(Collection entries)
--- START ---
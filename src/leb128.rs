//! LEB128 variable-length integer encoding/decoding.

use crate::error::DecodeError;

/// Integers that can round-trip through the LEB128 encoding.
///
/// Protobuf varints are base-128 little-endian: each byte carries 7 bits of
/// payload and the high bit marks continuation. A `u64` spans at most 10
/// bytes, a `u32` at most 5.
pub trait LebCodec: Sized + Copy {
    /// Maximum number of bytes a value of this type can occupy.
    const MAX_LEB_BYTES: usize;

    /// Decode a LEB128 integer from the front of `data`.
    ///
    /// Returns the decoded value and the number of bytes consumed. Fails
    /// with `Truncated` if the slice ends mid-varint and `VarintOverflow`
    /// if the encoding carries more bits than `Self` can hold.
    fn decode_leb128(data: &[u8]) -> Result<(Self, usize), DecodeError>;

    /// Encode `self` into the provided buffer, returning the number of
    /// bytes written.
    fn encode_leb128<B: bytes::BufMut>(self, buf: &mut B) -> usize;

    /// The number of bytes `self` occupies when LEB128 encoded.
    fn encoded_leb128_len(self) -> usize;
}

impl LebCodec for u64 {
    const MAX_LEB_BYTES: usize = 10;

    #[inline]
    fn decode_leb128(data: &[u8]) -> Result<(Self, usize), DecodeError> {
        let mut value = 0u64;
        for i in 0..Self::MAX_LEB_BYTES {
            let Some(&byte) = data.get(i) else {
                return Err(DecodeError::truncated());
            };
            if i == 9 {
                // Final byte: only one payload bit left in a u64.
                if byte > 0x01 {
                    return Err(DecodeError::varint_overflow());
                }
                value |= u64::from(byte) << 63;
                return Ok((value, 10));
            }
            value |= u64::from(byte & 0x7f) << (7 * i);
            if byte < 0x80 {
                return Ok((value, i + 1));
            }
        }
        unreachable!("loop covers all {} bytes", Self::MAX_LEB_BYTES)
    }

    #[inline]
    fn encode_leb128<B: bytes::BufMut>(self, buf: &mut B) -> usize {
        let mut value = self;
        let mut written = 0;
        loop {
            written += 1;
            let byte = (value & 0x7f) as u8;
            value >>= 7;
            if value == 0 {
                buf.put_u8(byte);
                return written;
            }
            buf.put_u8(byte | 0x80);
        }
    }

    /// 7 payload bits per byte, minimum one byte for zero.
    #[inline]
    fn encoded_leb128_len(self) -> usize {
        let bits = 64 - self.leading_zeros() as usize;
        bits.max(1).div_ceil(7)
    }
}

impl LebCodec for u32 {
    const MAX_LEB_BYTES: usize = 5;

    #[inline]
    fn decode_leb128(data: &[u8]) -> Result<(Self, usize), DecodeError> {
        let mut value = 0u32;
        for i in 0..Self::MAX_LEB_BYTES {
            let Some(&byte) = data.get(i) else {
                return Err(DecodeError::truncated());
            };
            if i == 4 {
                // Final byte: four payload bits left in a u32.
                if byte > 0x0f {
                    return Err(DecodeError::varint_overflow());
                }
                value |= u32::from(byte) << 28;
                return Ok((value, 5));
            }
            value |= u32::from(byte & 0x7f) << (7 * i);
            if byte < 0x80 {
                return Ok((value, i + 1));
            }
        }
        unreachable!("loop covers all {} bytes", Self::MAX_LEB_BYTES)
    }

    #[inline]
    fn encode_leb128<B: bytes::BufMut>(self, buf: &mut B) -> usize {
        let mut value = self;
        let mut written = 0;
        loop {
            written += 1;
            let byte = (value & 0x7f) as u8;
            value >>= 7;
            if value == 0 {
                buf.put_u8(byte);
                return written;
            }
            buf.put_u8(byte | 0x80);
        }
    }

    #[inline]
    fn encoded_leb128_len(self) -> usize {
        let bits = 32 - self.leading_zeros() as usize;
        bits.max(1).div_ceil(7)
    }
}
//! Decode cursor over an encoded message buffer.

use bytes::Bytes;

use crate::error::DecodeError;
use crate::leb128::LebCodec;
use crate::wire::{WireField, WireType, MAXIMUM_TAG_VAL, MINIMUM_TAG_VAL};

/// A cursor over a byte buffer implementing the wire-format read
/// primitives.
///
/// The reader holds a [`Bytes`] handle, so length-delimited payloads come
/// back as zero-copy slices of the original buffer. Decoded messages copy
/// their scalar contents out, so they stay valid after the reader is
/// dropped.
#[derive(Debug, Clone)]
pub struct Reader {
    buf: Bytes,
    pos: usize,
}

impl Reader {
    /// Create a reader over the given buffer.
    pub fn new(buf: impl Into<Bytes>) -> Self {
        Reader {
            buf: buf.into(),
            pos: 0,
        }
    }

    /// Create a reader over a copy of the given slice.
    pub fn from_slice(data: &[u8]) -> Self {
        Reader::new(Bytes::copy_from_slice(data))
    }

    /// True while there are unread bytes left.
    #[inline]
    pub fn has_more(&self) -> bool {
        self.pos < self.buf.len()
    }

    /// Number of unread bytes.
    #[inline]
    pub fn remaining(&self) -> usize {
        self.buf.len() - self.pos
    }

    /// Current cursor offset from the start of the buffer.
    #[inline]
    pub fn position(&self) -> usize {
        self.pos
    }

    /// Move the cursor to an absolute offset.
    pub fn reset(&mut self, offset: usize) {
        self.pos = offset.min(self.buf.len());
    }

    /// Decode a base-128 varint, at most 10 bytes.
    #[inline]
    pub fn read_varint(&mut self) -> Result<u64, DecodeError> {
        let (value, read) = u64::decode_leb128(&self.buf[self.pos..])?;
        self.pos += read;
        Ok(value)
    }

    /// Read a little-endian 32-bit value.
    #[inline]
    pub fn read_fixed32(&mut self) -> Result<u32, DecodeError> {
        let end = self.pos + 4;
        if end > self.buf.len() {
            return Err(DecodeError::truncated());
        }
        let mut raw = [0u8; 4];
        raw.copy_from_slice(&self.buf[self.pos..end]);
        self.pos = end;
        Ok(u32::from_le_bytes(raw))
    }

    /// Read a little-endian 64-bit value.
    #[inline]
    pub fn read_fixed64(&mut self) -> Result<u64, DecodeError> {
        let end = self.pos + 8;
        if end > self.buf.len() {
            return Err(DecodeError::truncated());
        }
        let mut raw = [0u8; 8];
        raw.copy_from_slice(&self.buf[self.pos..end]);
        self.pos = end;
        Ok(u64::from_le_bytes(raw))
    }

    /// Read a varint length prefix and return that many bytes as a
    /// zero-copy slice.
    pub fn read_length_delimited(&mut self) -> Result<Bytes, DecodeError> {
        let len = self.read_varint()?;
        let len = usize::try_from(len).map_err(|_| DecodeError::length_overflow(len))?;
        if self.remaining() < len {
            return Err(DecodeError::truncated());
        }
        let data = self.buf.slice(self.pos..self.pos + len);
        self.pos += len;
        Ok(data)
    }

    /// Read one complete field: the key, then the payload according to the
    /// key's wire type.
    ///
    /// Group wire types (3 and 4) are rejected as unsupported.
    pub fn read_field(&mut self) -> Result<(u32, WireField), DecodeError> {
        let key = self.read_varint()?;
        if key > u64::from(u32::MAX) {
            return Err(DecodeError::invalid_key(key));
        }
        let wire_type = WireType::try_from_val((key & 0b111) as u8)?;
        let tag = (key >> 3) as u32;
        if !(MINIMUM_TAG_VAL..=MAXIMUM_TAG_VAL).contains(&tag) {
            return Err(DecodeError::invalid_key(key));
        }

        let field = match wire_type {
            WireType::Varint => WireField::Varint(self.read_varint()?),
            WireType::I64 => WireField::Fixed64(self.read_fixed64()?),
            WireType::I32 => WireField::Fixed32(self.read_fixed32()?),
            WireType::Len => WireField::LengthDelimited(self.read_length_delimited()?),
            WireType::SGroup | WireType::EGroup => {
                return Err(DecodeError::not_implemented("group wire types"));
            }
        };
        Ok((tag, field))
    }

    /// Drain the remaining buffer into a list of `(tag, field)` pairs.
    ///
    /// Debugging aid; decoders stream with [`Reader::read_field`] instead.
    pub fn to_list(&mut self) -> Result<Vec<(u32, WireField)>, DecodeError> {
        let mut fields = Vec::new();
        while self.has_more() {
            fields.push(self.read_field()?);
        }
        Ok(fields)
    }
}

impl From<Bytes> for Reader {
    fn from(buf: Bytes) -> Self {
        Reader::new(buf)
    }
}

impl From<Vec<u8>> for Reader {
    fn from(buf: Vec<u8>) -> Self {
        Reader::new(Bytes::from(buf))
    }
}

#[cfg(test)]
mod tests {
    use super::*;
    use crate::error::DecodeErrorKind;

    #[test]
    fn test_read_varint() {
        let mut reader = Reader::from_slice(&[0x96, 0x01, 0x00]);
        assert_eq!(reader.read_varint().unwrap(), 150);
        assert_eq!(reader.read_varint().unwrap(), 0);
        assert!(!reader.has_more());
    }

    #[test]
    fn test_read_fixed() {
        let mut reader = Reader::from_slice(&[1, 0, 0, 0, 2, 0, 0, 0, 0, 0, 0, 0]);
        assert_eq!(reader.read_fixed32().unwrap(), 1);
        assert_eq!(reader.read_fixed64().unwrap(), 2);

        let mut reader = Reader::from_slice(&[1, 2, 3]);
        let err = reader.read_fixed32().unwrap_err();
        assert_eq!(*err.kind(), DecodeErrorKind::Truncated);
    }

    #[test]
    fn test_read_length_delimited() {
        let mut reader = Reader::from_slice(&[3, b'a', b'b', b'c', 0]);
        let data = reader.read_length_delimited().unwrap();
        assert_eq!(&data[..], b"abc");
        assert_eq!(reader.position(), 4);

        // Truncated payload.
        let mut reader = Reader::from_slice(&[5, b'a']);
        let err = reader.read_length_delimited().unwrap_err();
        assert_eq!(*err.kind(), DecodeErrorKind::Truncated);
    }

    #[test]
    fn test_read_field() {
        // Field 1, varint 150: key 0x08.
        let mut reader = Reader::from_slice(&[0x08, 0x96, 0x01]);
        let (tag, field) = reader.read_field().unwrap();
        assert_eq!(tag, 1);
        assert_eq!(field, WireField::Varint(150));
    }

    #[test]
    fn test_read_field_rejects_groups() {
        // Field 1, wire type 3 (SGroup).
        let mut reader = Reader::from_slice(&[0x0b]);
        let err = reader.read_field().unwrap_err();
        assert!(matches!(
            err.kind(),
            DecodeErrorKind::NotImplemented { .. }
        ));
    }

    #[test]
    fn test_read_field_rejects_tag_zero() {
        // Key 0x02 has tag 0, wire type 2.
        let mut reader = Reader::from_slice(&[0x02, 0x00]);
        let err = reader.read_field().unwrap_err();
        assert!(matches!(err.kind(), DecodeErrorKind::InvalidKey { .. }));
    }

    #[test]
    fn test_reset_and_to_list() {
        let mut reader = Reader::from_slice(&[0x08, 0x01, 0x10, 0x02]);
        let fields = reader.to_list().unwrap();
        assert_eq!(
            fields,
            vec![(1, WireField::Varint(1)), (2, WireField::Varint(2))]
        );

        reader.reset(0);
        assert!(reader.has_more());
        let (tag, _) = reader.read_field().unwrap();
        assert_eq!(tag, 1);
    }
}
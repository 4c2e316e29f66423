//! Spec-driven binary serializer.
//!
//! Encoding walks the message's spec in declaration order and is total: a
//! well-typed message always serializes. Sub-message lengths are computed
//! up front through the spec's length ops, so the writer never needs to
//! patch bytes it has already emitted.

use crate::message::Message;
use crate::wire::encoded_key_len;
use crate::writer::Writer;

/// Append all of `message`'s fields, then its extensions in preserved
/// order.
pub fn write_fields<M: Message>(message: &M, writer: &mut Writer) {
    let spec = M::spec();
    for field_spec in spec.fields() {
        field_spec.encode_value(message, writer);
    }
    if let Some(ext) = spec.extensions_decl() {
        for (tag, field) in ext.get(message).iter() {
            writer.write_tag(*tag, field.wire_type());
            field.write_payload(writer);
        }
    }
}

/// Number of bytes [`write_fields`] emits for `message`.
pub fn encoded_len<M: Message>(message: &M) -> usize {
    let spec = M::spec();
    let mut len = 0;
    for field_spec in spec.fields() {
        len += field_spec.value_len(message);
    }
    if let Some(ext) = spec.extensions_decl() {
        for (tag, field) in ext.get(message).iter() {
            len += encoded_key_len(*tag) + field.payload_len();
        }
    }
    len
}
--- END ---
**Work to complete**. Filter the records above, keeping each line that contains the word "then".

**Exercise solution**.
    /// Read one complete field: the key, then the payload according to the
/// Append all of `message`'s fields, then its extensions in preserved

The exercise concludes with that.